Rubel is Right
I don’t find myself agreeing with Steve Rubel often, but his screed on how the Web 2.0 World is Skunk Drunk on Its Own Kool-Aid hits a home run:
I am sorry to be a party pooper on conventional wisdom, really. But I miss the days of 2004 when the class that includes Flickr, del.icio.us and others started. They really were about changing the web, not making a quick buck (they did so only because they added value). There are companies still out there like them. Twitter is one I believe takes this approach. Automattic (the company behind WordPress) appears to be another. Dave Winer also shares this spirt. He creates services like NYTimes River because it’s fun and he thinks it will add value to our lives (and he is right).
Too much hype and very little substance. Think of your own usage patterns – how many services that started since 2006 are you using on a daily basis? Given that there are four, five startups getting a write-up on TechCrunch alone every day, a lot of the simply have to fall by the wayside (and a lot of them are as original as your next YouTube clone).
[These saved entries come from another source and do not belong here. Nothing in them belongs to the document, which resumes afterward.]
//! Filter resolution, per-query transforms and the shared result cache.
//!
//! Resolution picks the smallest candidate population among the group's
//! sets (a required key's live entities, or a change stage for the event
//! markers), sorts it, and narrows it with O(1) membership probes against
//! the sparse index of every other key.
//!
//! The [`FilterCache`] keeps one sorted result per distinct [`FilterGroup`].
//! At the start of each tick, groups without event markers are updated
//! incrementally from the set of entities whose composition changed since the
//! previous refresh. Event-driven groups depend on stage transitions that
//! happen for every entity at the tick boundary, so they are re-resolved from
//! their (small) change-stage seeds instead.

use std::collections::HashMap;
use std::sync::Arc;

use rayon::slice::ParallelSliceMut;
use tracing::debug;

use crate::component::ComponentKey;
use crate::entity::{Entity, EntityAllocator};
use crate::filter::{CompiledQuery, FilterGroup};
use crate::storage::{ComponentStore, StageRange};

type Stores = [Box<dyn ComponentStore>];

fn store(stores: &Stores, key: ComponentKey) -> Option<&dyn ComponentStore> {
    stores.get(key.index()).map(|s| s.as_ref())
}

// ---------------------------------------------------------------------------
// Membership
// ---------------------------------------------------------------------------

/// Whether `entity` satisfies every set of `group`.
///
/// Does not check liveness: entities destroyed this tick still match
/// `on_remove` and `on_break` groups through their removed-stage data.
pub fn matches(group: &FilterGroup, stores: &Stores, entity: Entity) -> bool {
    let all = |keys: &[ComponentKey], test: &dyn Fn(&dyn ComponentStore) -> bool| {
        keys.iter()
            .all(|&key| store(stores, key).is_some_and(|s| test(s)))
    };
    let any = |keys: &[ComponentKey], test: &dyn Fn(&dyn ComponentStore) -> bool| {
        keys.iter()
            .any(|&key| store(stores, key).is_some_and(|s| test(s)))
    };

    if !all(group.on_remove(), &|s| s.has_removed(entity)) {
        return false;
    }
    if !group.on_break().is_empty()
        && !(any(group.on_break(), &|s| s.has_removed(entity))
            && all(group.on_break(), &|s| s.has_storage_for(entity)))
    {
        return false;
    }
    if !all(group.on_add(), &|s| s.has_added(entity)) {
        return false;
    }
    if !group.on_combine().is_empty()
        && !(any(group.on_combine(), &|s| s.has_added(entity))
            && all(group.on_combine(), &|s| s.has(entity)))
    {
        return false;
    }
    if !all(group.required(), &|s| s.has(entity)) {
        return false;
    }
    !any(group.except(), &|s| s.has(entity))
}

// ---------------------------------------------------------------------------
// Full resolution
// ---------------------------------------------------------------------------

/// A candidate population: one dense region, or the union of several.
enum Seed<'a> {
    Slice(&'a [Entity]),
    Union(Vec<&'a [Entity]>),
}

impl Seed<'_> {
    fn len(&self) -> usize {
        match self {
            Seed::Slice(s) => s.len(),
            Seed::Union(parts) => parts.iter().map(|p| p.len()).sum(),
        }
    }

    fn collect(self) -> Vec<Entity> {
        let mut out = match self {
            Seed::Slice(s) => s.to_vec(),
            Seed::Union(parts) => parts.concat(),
        };
        out.sort_unstable();
        out.dedup();
        out
    }
}

/// Resolve `group` from scratch. The result is sorted by entity.
pub fn resolve(group: &FilterGroup, stores: &Stores, entities: &EntityAllocator) -> Vec<Entity> {
    if group.is_unconstrained() {
        return entities.all_entities();
    }

    let mut candidates: Vec<Seed<'_>> = Vec::new();
    let single = |key: ComponentKey, stage: StageRange| store(stores, key).map(|s| s.entities(stage));

    for (keys, stage) in [
        (group.required(), StageRange::Alive),
        (group.on_add(), StageRange::Added),
        (group.on_remove(), StageRange::Removed),
    ] {
        for &key in keys {
            match single(key, stage) {
                Some(slice) => candidates.push(Seed::Slice(slice)),
                None => return Vec::new(),
            }
        }
    }
    for (keys, stage) in [
        (group.on_combine(), StageRange::Added),
        (group.on_break(), StageRange::Removed),
    ] {
        if keys.is_empty() {
            continue;
        }
        let mut parts = Vec::with_capacity(keys.len());
        for &key in keys {
            match single(key, stage) {
                Some(slice) => parts.push(slice),
                None => return Vec::new(),
            }
        }
        candidates.push(Seed::Union(parts));
    }

    let seed = match candidates.into_iter().min_by_key(Seed::len) {
        Some(seed) => seed.collect(),
        // Only `except` sets: start from every alive entity.
        None => entities.all_entities(),
    };

    seed.into_iter()
        .filter(|&entity| matches(group, stores, entity))
        .collect()
}

/// Merge a sorted cached result with a sorted set of modified entities.
///
/// Entities outside `modified` keep their cached membership; entities inside
/// it are re-tested with `keep`.
pub fn reseed(cached: &[Entity], modified: &[Entity], keep: impl Fn(Entity) -> bool) -> Vec<Entity> {
    let mut out = Vec::with_capacity(cached.len() + modified.len());
    let (mut i, mut j) = (0, 0);
    loop {
        match (cached.get(i), modified.get(j)) {
            (Some(&c), Some(&m)) if c < m => {
                out.push(c);
                i += 1;
            }
            (Some(&c), Some(&m)) if c == m => {
                if keep(m) {
                    out.push(m);
                }
                i += 1;
                j += 1;
            }
            (_, Some(&m)) => {
                if keep(m) {
                    out.push(m);
                }
                j += 1;
            }
            (Some(&c), None) => {
                out.push(c);
                i += 1;
            }
            (None, None) => break,
        }
    }
    out
}

// ---------------------------------------------------------------------------
// Transforms
// ---------------------------------------------------------------------------

/// Apply the query's `on_condition` filters and `order_by` sort in place.
///
/// Conditions preserve relative order. The sort is stable; ranges longer
/// than `parallel_threshold` are sorted with a parallel merge sort.
pub fn apply_transforms(
    query: &CompiledQuery,
    stores: &Stores,
    entities: &mut Vec<Entity>,
    parallel_threshold: usize,
) {
    for (key, predicate) in &query.conditions {
        match store(stores, *key) {
            Some(s) => entities.retain(|&e| predicate(s, e)),
            None => entities.clear(),
        }
    }

    if let Some((key, compare)) = &query.order_by {
        let Some(s) = store(stores, *key) else {
            return;
        };
        if entities.len() > parallel_threshold {
            entities.par_sort_by(|&a, &b| compare(s, a, b));
        } else {
            entities.sort_by(|&a, &b| compare(s, a, b));
        }
    }
}

// ---------------------------------------------------------------------------
// FilterCache
// ---------------------------------------------------------------------------

#[derive(Debug)]
struct CacheEntry {
    refs: usize,
    /// Sorted by entity.
    entities: Vec<Entity>,
}

/// Shared, reference-counted results for tracked filter groups.
#[derive(Debug, Default)]
pub struct FilterCache {
    entries: HashMap<Arc<FilterGroup>, CacheEntry>,
}

impl FilterCache {
    pub fn new() -> Self {
        Self::default()
    }

    /// Start tracking `group`, resolving it if no equal group is tracked yet.
    ///
    /// Returns the shared handle for the group, which may be an `Arc` created
    /// by an earlier, structurally equal query.
    pub fn track(
        &mut self,
        group: Arc<FilterGroup>,
        stores: &Stores,
        entities: &EntityAllocator,
    ) -> Arc<FilterGroup> {
        let existing = self
            .entries
            .get_key_value(&*group)
            .map(|(shared, _)| Arc::clone(shared));
        if let Some(shared) = existing {
            if let Some(entry) = self.entries.get_mut(&*shared) {
                entry.refs += 1;
            }
            return shared;
        }
        let resolved = resolve(&group, stores, entities);
        debug!(
            keys = group.keys().len(),
            matched = resolved.len(),
            "filter group tracked"
        );
        self.entries.insert(
            Arc::clone(&group),
            CacheEntry {
                refs: 1,
                entities: resolved,
            },
        );
        group
    }

    /// Drop one reference to `group`. Returns `true` when the entry was evicted.
    pub fn untrack(&mut self, group: &FilterGroup) -> bool {
        let Some(entry) = self.entries.get_mut(group) else {
            return false;
        };
        entry.refs -= 1;
        if entry.refs == 0 {
            self.entries.remove(group);
            debug!("filter group evicted");
            true
        } else {
            false
        }
    }

    /// Cached result of a tracked group, sorted by entity.
    pub fn get(&self, group: &FilterGroup) -> Option<&[Entity]> {
        self.entries.get(group).map(|e| e.entities.as_slice())
    }

    /// Number of systems or callers sharing `group`.
    pub fn refs(&self, group: &FilterGroup) -> usize {
        self.entries.get(group).map_or(0, |e| e.refs)
    }

    /// Bring every tracked result up to date.
    ///
    /// `modified` must be sorted and hold every entity whose composition
    /// changed since the previous refresh.
    pub fn refresh(&mut self, stores: &Stores, entities: &EntityAllocator, modified: &[Entity]) {
        for (group, entry) in self.entries.iter_mut() {
            if group.is_event_driven() {
                entry.entities = resolve(group, stores, entities);
            } else if !modified.is_empty() {
                entry.entities = reseed(&entry.entities, modified, |e| {
                    entities.is_alive(e) && matches(group, stores, e)
                });
            }
        }
    }

    /// Re-resolve every tracked group from scratch.
    pub fn rebuild(&mut self, stores: &Stores, entities: &EntityAllocator) {
        for (group, entry) in self.entries.iter_mut() {
            entry.entities = resolve(group, stores, entities);
        }
    }

    /// Number of distinct tracked groups.
    pub fn len(&self) -> usize {
        self.entries.len()
    }

    pub fn is_empty(&self) -> bool {
        self.entries.is_empty()
    }
}

// ---------------------------------------------------------------------------
// Tests
// ---------------------------------------------------------------------------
Of course, you can’t blame anybody for trying to start a new company and make some good money while doing it, but really – what were you thinking when you started another online scrapbooking service? If you look at Twitter – they created a small, simple service. That’s where the innovation is. How are they making money? I have no idea, but so far at least they haven’t done anything to annoy their users with more advertising.
But then, maybe what we need is to push things forward is some disruptive new technology that will push things towards new, disruptive services.